Considerations for replacing SharePoint’s slide library

Aug 18, 2016 | Content Management

As selling has become more content driven, sales organizations are relying more heavily on a large repository of PowerPoint slides and presentations. As they prepare for a customer meeting, a large chunk of productivity is driven by efficiently finding the appropriate content. Productivity is measured by not only the time required to build the presentation but also by the outcome of the meeting – was the presentation compelling enough to push the customer to the next step in the sales funnel?

Slide libraries are an effective way to manage your PowerPoint content and surface the right slide at the right time. They provide a single shared location to store content, a search engine to find and preview individual slides, and access control to ensure your information is protected.
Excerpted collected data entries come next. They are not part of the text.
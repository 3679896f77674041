//! Test fixtures for creating sample data.

use talon_core::agent::AgentRegistration;
use talon_core::ids::PipelineDefinitionId;
use talon_core::pipeline::{JobDefinition, PipelineDefinition, StageDefinition, TaskDefinition};

/// Factory for pipeline definitions.
pub struct PipelineFixture;

impl PipelineFixture {
    /// One stage with one `linux` job.
    pub fn single_job() -> PipelineDefinition {
        Self::definition("single-job", vec![Self::stage("build", vec![Self::job("compile", &["linux"])])])
    }

    /// `count` stages named `stage-0..`, one `linux` job each.
    pub fn sequential(count: usize) -> PipelineDefinition {
        let stages = (0..count)
            .map(|i| Self::stage(&format!("stage-{i}"), vec![Self::job(&format!("job-{i}"), &["linux"])]))
            .collect();
        Self::definition("sequential", stages)
    }

    /// A single stage fanning out into `count` parallel `linux` jobs.
    pub fn fan_out(count: usize) -> PipelineDefinition {
        let jobs = (0..count)
            .map(|i| Self::job(&format!("shard-{i}"), &["linux"]))
            .collect();
        Self::definition("fan-out", vec![Self::stage("test", jobs)])
    }

    pub fn definition(name: &str, stages: Vec<StageDefinition>) -> PipelineDefinition {
        PipelineDefinition {
            id: PipelineDefinitionId::new(),
            name: name.to_string(),
            stages,
        }
    }

    pub fn stage(name: &str, jobs: Vec<JobDefinition>) -> StageDefinition {
        StageDefinition {
            name: name.to_string(),
            jobs,
        }
    }

    pub fn job(name: &str, resources: &[&str]) -> JobDefinition {
        JobDefinition {
            name: name.to_string(),
            resources: resources.iter().map(|r| r.to_string()).collect(),
            tasks: vec![Self::shell_task(&format!("echo {name}"))],
        }
    }

    pub fn shell_task(command: &str) -> TaskDefinition {
        TaskDefinition {
            name: "run".to_string(),
            command: "sh".to_string(),
            arguments: vec!["-c".to_string(), command.to_string()],
        }
    }
}

/// Factory for agent registrations.
pub struct AgentFixture;

impl AgentFixture {
    /// An enabled agent advertising `linux` only.
    pub fn linux(name: &str) -> AgentRegistration {
        Self::with_resources(name, &["linux"])
    }

    pub fn with_resources(name: &str, resources: &[&str]) -> AgentRegistration {
        AgentRegistration {
            name: name.to_string(),
            resources: resources.iter().map(|r| r.to_string()).collect(),
            enabled: true,
        }
    }

    pub fn disabled(name: &str) -> AgentRegistration {
        AgentRegistration {
            enabled: false,
            ..Self::linux(name)
        }
    }
}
SharePoint’s slide library feature was discontinued with SharePoint 2013 due to a design consideration. As a result, many organizations are now faced with either finding a new provider or stop using slide libraries.  While it may be easy to just stop using the feature, the benefits are hard to replace by a general content management system (CMS) and can lead to significant inefficiencies:

  • Sales collateral is often built on a slide or sub-slide level which is not the focus of a general CMS – your sales teams will have to dig through presentations to find the pieces they need wasting time and risking that they won’t be able to find what they need
  • Often, sales teams may use small variations of a slide based on the customer industry or size. If these variations are not easily accessible they will be continually recreated resulting in potentially poor output quality and lost time

When selecting a slide library provider for your sales team, consider these requirements:

  • Will the provider help throughout the life-cycle from setup to deployment and adoption? Will they be a strong business partner?
  • Can the slide library integrate with your content management systems (e.g. SharePoint)? Does the provider have the ability to fit within your IT architecture?
  • Does your company allow you to use cloud solutions or will you need an on-premise offering?
  • What are the storage limits?
  • Can you appropriately define the access control rules you need?
  • Does it integrate with PowerPoint allowing your staff to access slides without ever leaving PowerPoint?